Bu durum aslında AB projesinin de çökmeye başladığını gösteriyordu. Neticede bu aksiliklerle mücadele etmesi gereken AB yetkili kurullarının da akışa ayak uydurarak popülizmi bir strateji olarak benimsediklerini görüyoruz. Bu stratejilerine Türkiye’nin katık yapılmaya çalışılması ise ayrıca üzücü.

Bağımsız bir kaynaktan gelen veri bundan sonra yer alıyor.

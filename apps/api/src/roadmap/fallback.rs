//! Static roadmaps used when the LLM is not configured or its output is unusable.
//!
//! Templates are chosen by substring of the lowercased domain, checked in
//! order: `web`, `data`, `cloud` / `devops`; anything else gets the generic
//! roadmap. Domain-specific roadmaps end with the shared best-practices section.

use crate::roadmap::{Resource, RoadmapItem, RoadmapSection};

struct ItemTemplate {
    text: &'static str,
    resources: &'static [(&'static str, &'static str)],
}

struct SectionTemplate {
    title: &'static str,
    items: &'static [ItemTemplate],
}

const FUNDAMENTALS: &str = "Fundamentals to Learn";
const CORE_TOPICS: &str = "Core Technical Topics";
const TOOLS: &str = "Important Tools & Technologies";
const INTERVIEW: &str = "Interview-Focused Topics";
const BEST_PRACTICES: &str = "Best Practices & Habits";

const GENERIC_FUNDAMENTALS: SectionTemplate = SectionTemplate {
    title: FUNDAMENTALS,
    items: &[
        ItemTemplate {
            text: "Strengthen CS basics: data structures, algorithms, time & space complexity",
            resources: &[
                ("Khan Academy - Algorithms", "https://www.khanacademy.org/computing/computer-science/algorithms"),
                ("NeetCode beginner DSA playlist", "https://www.youtube.com/playlist?list=PLot-Xpze53ldVwtstag2TL4HQhAnC8ATf"),
            ],
        },
        ItemTemplate {
            text: "Understand operating systems, networks, and databases at a beginner level",
            resources: &[("CS50 Lecture Notes", "https://cs50.harvard.edu/x/2024/notes/")],
        },
        ItemTemplate {
            text: "Practice problem-solving on easy-level coding questions regularly",
            resources: &[(
                "LeetCode Explore - Top Interview Questions Easy",
                "https://leetcode.com/explore/interview/card/top-interview-questions-easy/",
            )],
        },
    ],
};

const GENERIC_INTERVIEW: SectionTemplate = SectionTemplate {
    title: INTERVIEW,
    items: &[
        ItemTemplate {
            text: "Prepare concise answers for \u{201c}Tell me about yourself\u{201d} and project explanations",
            resources: &[("Tech interview storytelling tips", "https://www.youtube.com/watch?v=w7yKx4J7P5U")],
        },
        ItemTemplate {
            text: "Practice explaining your projects, decisions, and trade-offs clearly",
            resources: &[("System design interview basics", "https://www.youtube.com/watch?v=UzLMhqg3_Wc")],
        },
        ItemTemplate {
            text: "Solve common behavioral interview questions (teamwork, conflict, ownership)",
            resources: &[("Behavioral interview prep (STAR method)", "https://www.youtube.com/watch?v=76U8A9q-pk8")],
        },
    ],
};

const SHARED_BEST_PRACTICES: SectionTemplate = SectionTemplate {
    title: BEST_PRACTICES,
    items: &[
        ItemTemplate {
            text: "Maintain a clean GitHub portfolio with 2\u{2013}3 polished projects",
            resources: &[("GitHub profile & README tips", "https://www.youtube.com/watch?v=ECuqb5Tv9qI")],
        },
        ItemTemplate {
            text: "Create a targeted resume tailored to your chosen domain",
            resources: &[("Google Resume Guide", "https://careers.google.com/how-we-hire/resume/")],
        },
        ItemTemplate {
            text: "Apply consistently and track companies, roles, and application status",
            resources: &[("Simple job tracking template", "https://docs.google.com/spreadsheets/")],
        },
    ],
};

const WEB: [SectionTemplate; 4] = [
    SectionTemplate {
        title: FUNDAMENTALS,
        items: &[
            ItemTemplate {
                text: "HTML5: semantic tags, forms, accessibility basics",
                resources: &[
                    ("MDN HTML Guide", "https://developer.mozilla.org/en-US/docs/Learn/HTML"),
                    ("HTML Crash Course", "https://www.youtube.com/watch?v=qz0aGYrrlhU"),
                ],
            },
            ItemTemplate {
                text: "CSS3: flexbox, grid, responsive design, media queries",
                resources: &[
                    ("MDN CSS Layout", "https://developer.mozilla.org/en-US/docs/Learn/CSS/CSS_layout"),
                    ("Flexbox & Grid Tutorial", "https://www.youtube.com/watch?v=1Rs2ND1ryYc"),
                ],
            },
            ItemTemplate {
                text: "JavaScript fundamentals: variables, functions, arrays, objects, DOM",
                resources: &[
                    ("MDN JS Guide", "https://developer.mozilla.org/en-US/docs/Learn/JavaScript"),
                    ("JavaScript Full Course", "https://www.youtube.com/watch?v=PkZNo7MFNFg"),
                ],
            },
        ],
    },
    SectionTemplate {
        title: CORE_TOPICS,
        items: &[
            ItemTemplate {
                text: "Modern JavaScript: ES6+, promises, async/await, modules",
                resources: &[("ES6+ Features", "https://javascript.info/first-steps")],
            },
            ItemTemplate {
                text: "One frontend framework (React preferred): components, props, state, hooks",
                resources: &[
                    ("React Official Docs", "https://react.dev/learn"),
                    ("React for Beginners", "https://www.youtube.com/watch?v=SqcY0GlETPk"),
                ],
            },
            ItemTemplate {
                text: "HTTP basics: methods, status codes, REST APIs, JSON",
                resources: &[("HTTP Overview", "https://developer.mozilla.org/en-US/docs/Web/HTTP/Overview")],
            },
        ],
    },
    SectionTemplate {
        title: TOOLS,
        items: &[
            ItemTemplate {
                text: "Git & GitHub: branching, pull requests, basic workflows",
                resources: &[
                    ("Git Handbook", "https://guides.github.com/introduction/git-handbook/"),
                    ("Git & GitHub Crash Course", "https://www.youtube.com/watch?v=RGOj5yH7evk"),
                ],
            },
            ItemTemplate {
                text: "Package managers: npm / yarn, basic scripts",
                resources: &[("npm Docs", "https://docs.npmjs.com/")],
            },
            ItemTemplate {
                text: "Build tools: CRA / Vite, basic bundling, environment variables",
                resources: &[("Vite Guide", "https://vitejs.dev/guide/")],
            },
        ],
    },
    SectionTemplate {
        title: INTERVIEW,
        items: &[
            ItemTemplate {
                text: "Implement common UI components (modals, forms, tables) from scratch",
                resources: &[("UI Component Patterns", "https://www.youtube.com/watch?v=nx1KqjYt-9k")],
            },
            ItemTemplate {
                text: "Practice coding questions involving arrays, strings, and objects in JS",
                resources: &[("LeetCode JavaScript patterns", "https://leetcode.com/tag/javascript/")],
            },
            ItemTemplate {
                text: "Be able to explain event loop, promises, and rendering flow in React",
                resources: &[("JS Event Loop Visualized", "https://www.youtube.com/watch?v=8aGhZQkoFbQ")],
            },
        ],
    },
];

const DATA: [SectionTemplate; 4] = [
    SectionTemplate {
        title: FUNDAMENTALS,
        items: &[
            ItemTemplate {
                text: "Python basics: syntax, functions, lists, dictionaries, modules",
                resources: &[
                    ("Python for Beginners", "https://www.youtube.com/watch?v=_uQrJ0TkZlc"),
                    ("Official Python Tutorial", "https://docs.python.org/3/tutorial/"),
                ],
            },
            ItemTemplate {
                text: "Math basics: statistics, probability, linear algebra essentials",
                resources: &[(
                    "Khan Academy Stats & Probability",
                    "https://www.khanacademy.org/math/statistics-probability",
                )],
            },
            ItemTemplate {
                text: "SQL: SELECT, JOIN, GROUP BY, filtering, aggregations",
                resources: &[("SQLBolt Interactive Lessons", "https://sqlbolt.com/")],
            },
        ],
    },
    SectionTemplate {
        title: CORE_TOPICS,
        items: &[
            ItemTemplate {
                text: "Pandas & NumPy for data cleaning and manipulation",
                resources: &[
                    ("Pandas Docs", "https://pandas.pydata.org/docs/"),
                    ("NumPy Docs", "https://numpy.org/doc/"),
                ],
            },
            ItemTemplate {
                text: "Data visualization: Matplotlib / Seaborn / Plotly basics",
                resources: &[("Data Viz in Python", "https://www.youtube.com/watch?v=DAQNHzOcO5A")],
            },
            ItemTemplate {
                text: "Intro to machine learning: supervised vs unsupervised, common algorithms",
                resources: &[("Hands-on ML (free chapter)", "https://github.com/ageron/handson-ml2")],
            },
        ],
    },
    SectionTemplate {
        title: TOOLS,
        items: &[
            ItemTemplate {
                text: "Jupyter Notebooks and virtual environments",
                resources: &[("Jupyter Docs", "https://docs.jupyter.org/")],
            },
            ItemTemplate {
                text: "Version control with Git & GitHub",
                resources: &[("Git & GitHub Crash Course", "https://www.youtube.com/watch?v=RGOj5yH7evk")],
            },
            ItemTemplate {
                text: "Basic cloud / deployment options for ML demos (Streamlit, Hugging Face Spaces)",
                resources: &[
                    ("Streamlit Docs", "https://docs.streamlit.io/"),
                    ("Hugging Face Spaces Guide", "https://huggingface.co/docs/hub/spaces-overview"),
                ],
            },
        ],
    },
    SectionTemplate {
        title: INTERVIEW,
        items: &[
            ItemTemplate {
                text: "Explain end-to-end data projects (problem, data, approach, evaluation)",
                resources: &[("Data science project walkthrough", "https://www.youtube.com/watch?v=XoU-tZPZH_4")],
            },
            ItemTemplate {
                text: "Practice questions on SQL and data manipulation",
                resources: &[("StrataScratch SQL questions", "https://www.stratascratch.com/")],
            },
            ItemTemplate {
                text: "Understand overfitting, cross validation, bias\u{2013}variance trade-off",
                resources: &[(
                    "Overfitting vs Underfitting",
                    "https://scikit-learn.org/stable/auto_examples/model_selection/plot_underfitting_overfitting.html",
                )],
            },
        ],
    },
];

const CLOUD: [SectionTemplate; 4] = [
    SectionTemplate {
        title: FUNDAMENTALS,
        items: &[
            ItemTemplate {
                text: "Linux basics: filesystem, permissions, common commands",
                resources: &[("Linux Journey", "https://linuxjourney.com/")],
            },
            ItemTemplate {
                text: "Networking basics: IP, DNS, HTTP, load balancing",
                resources: &[("Computer Networking Course", "https://www.youtube.com/watch?v=qiQR5rTSshw")],
            },
            ItemTemplate {
                text: "Cloud fundamentals: IaaS vs PaaS vs SaaS",
                resources: &[(
                    "AWS Cloud Practitioner Essentials",
                    "https://www.aws.training/Details/Curriculum?id=20685",
                )],
            },
        ],
    },
    SectionTemplate {
        title: CORE_TOPICS,
        items: &[
            ItemTemplate {
                text: "One cloud provider basics (AWS / Azure / GCP): compute, storage, networking",
                resources: &[("AWS Getting Started", "https://aws.amazon.com/getting-started/")],
            },
            ItemTemplate {
                text: "Containers: Docker basics, building and running images",
                resources: &[("Docker for Beginners", "https://www.youtube.com/watch?v=fqMOX6JJhGo")],
            },
            ItemTemplate {
                text: "CI/CD basics: pipelines, automated tests, deployment concepts",
                resources: &[("CI/CD for Beginners", "https://www.youtube.com/watch?v=scEDHsr3APg")],
            },
        ],
    },
    SectionTemplate {
        title: TOOLS,
        items: &[
            ItemTemplate {
                text: "Git & GitHub workflows for collaboration",
                resources: &[("Git Branching", "https://learngitbranching.js.org/")],
            },
            ItemTemplate {
                text: "Infrastructure-as-Code basics (Terraform or CloudFormation overview)",
                resources: &[("Terraform Docs", "https://developer.hashicorp.com/terraform/docs")],
            },
            ItemTemplate {
                text: "Monitoring and logging fundamentals",
                resources: &[("Observability Basics", "https://grafana.com/oss/")],
            },
        ],
    },
    SectionTemplate {
        title: INTERVIEW,
        items: &[
            ItemTemplate {
                text: "Explain how you would deploy a simple web application end to end",
                resources: &[("Deploying a Node app (example)", "https://www.youtube.com/watch?v=hn5vC0h0s8c")],
            },
            ItemTemplate {
                text: "Understand basic high-availability and scaling patterns",
                resources: &[("High Availability Basics", "https://www.youtube.com/watch?v=-W9F__D3oY4")],
            },
            ItemTemplate {
                text: "Discuss trade-offs between different deployment strategies",
                resources: &[(
                    "Blue/Green & Canary Deployments",
                    "https://martinfowler.com/bliki/BlueGreenDeployment.html",
                )],
            },
        ],
    },
];

/// Builds the deterministic roadmap for `domain`.
pub fn fallback_roadmap(domain: &str) -> Vec<RoadmapSection> {
    let d = domain.to_lowercase();

    let domain_sections: &[SectionTemplate] = if d.contains("web") {
        &WEB
    } else if d.contains("data") {
        &DATA
    } else if d.contains("cloud") || d.contains("devops") {
        &CLOUD
    } else {
        return [GENERIC_FUNDAMENTALS, GENERIC_INTERVIEW, SHARED_BEST_PRACTICES]
            .iter()
            .map(build_section)
            .collect();
    };

    domain_sections
        .iter()
        .chain(std::iter::once(&SHARED_BEST_PRACTICES))
        .map(build_section)
        .collect()
}

fn build_section(template: &SectionTemplate) -> RoadmapSection {
    RoadmapSection {
        title: template.title.to_string(),
        items: template
            .items
            .iter()
            .map(|item| RoadmapItem {
                text: item.text.to_string(),
                completed: false,
                resources: item
                    .resources
                    .iter()
                    .map(|(label, url)| Resource {
                        label: label.to_string(),
                        url: url.to_string(),
                    })
                    .collect(),
            })
            .collect(),
    }
}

AB’nin yayınladığı son ilerleme raporunun da gerçek AB değerlerine bu bakımdan uyumlu olmadığını, son derece siyasal saiklerle, Avrupa’da yükselen Türk ve İslam düşmanlığından nemalanmaya çalıştığı çok açık.

Terör örgütlerinin yoğun saldırısı altında bulunan bir ülkede devletin vatandaşlarına karşı asgari sorumluluklarını yerine getirebilmesi, sivillerin can ve mal güvenliklerinin emniyete alınması amacıyla bir önleyici strateji olarak yürürlükte olan OHAL hakkında raporda bulunan ifadeler empatiden uzak olduğu gibi gerçeklerle de bağdaşmıyor.

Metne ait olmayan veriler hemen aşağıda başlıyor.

// Authentication: password hashing, bearer tokens, and the `AuthUser` extractor
// that guards protected routes.

pub mod handlers;
pub mod password;
pub mod store;
pub mod token;

use axum::{
    async_trait,
    extract::FromRequestParts,
    http::{header::AUTHORIZATION, request::Parts},
};
use uuid::Uuid;

use crate::errors::AppError;
use crate::state::AppState;

/// The authenticated caller, decoded from the bearer token.
#[derive(Debug, Clone)]
pub struct AuthUser {
    pub id: Uuid,
    pub email: String,
    pub role: String,
}

impl AuthUser {
    pub fn is_admin(&self) -> bool {
        self.role.eq_ignore_ascii_case("admin")
    }
}

#[async_trait]
impl FromRequestParts<AppState> for AuthUser {
    type Rejection = AppError;

    async fn from_request_parts(
        parts: &mut Parts,
        state: &AppState,
    ) -> Result<Self, Self::Rejection> {
        let header = parts
            .headers
            .get(AUTHORIZATION)
            .and_then(|v| v.to_str().ok());
        let token = token::bearer_token(header)?;
        let claims = state.tokens.verify(token)?;

        Ok(AuthUser {
            id: claims.user_id,
            email: claims.email,
            role: claims.role,
        })
    }
}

AB bu gibi önerileri Fransa’ya da üst perdeden yapabilmiş olsaydı belki söylenenlerin bir miktar anlamlı olduğu savunulabilirdi. Ancak Fransa’da OHAL uygulamasına ses çıkarılmazken Türkiye’ye ayar verilmeye çalışılması kabul edilemez.

Türkiye’nin üyelik perspektifinden uzaklaştığı biçimindeki ifadeler ise siyasal bir değerlendirmenin değil mizahi bir tiyatro oyununun konusu olabilecek kadar komik. Üyelik perspektifinden uzaklaşan AB mi yoksa Türkiye mi? Bu sorunun cevabının Türkiye olmadığı açık.

Tam bu esnada ABD’den de OHAL’de seçim konusunda endişeli olunduğu yönünde açıklamalar yapılması Anadolu’da kullanılagelen bir sözü hatırlatıyor: Birisi soyuyor, öbürü tulum çıkarıyor. Eh iki çıplak da bir hamama yakışır zaten.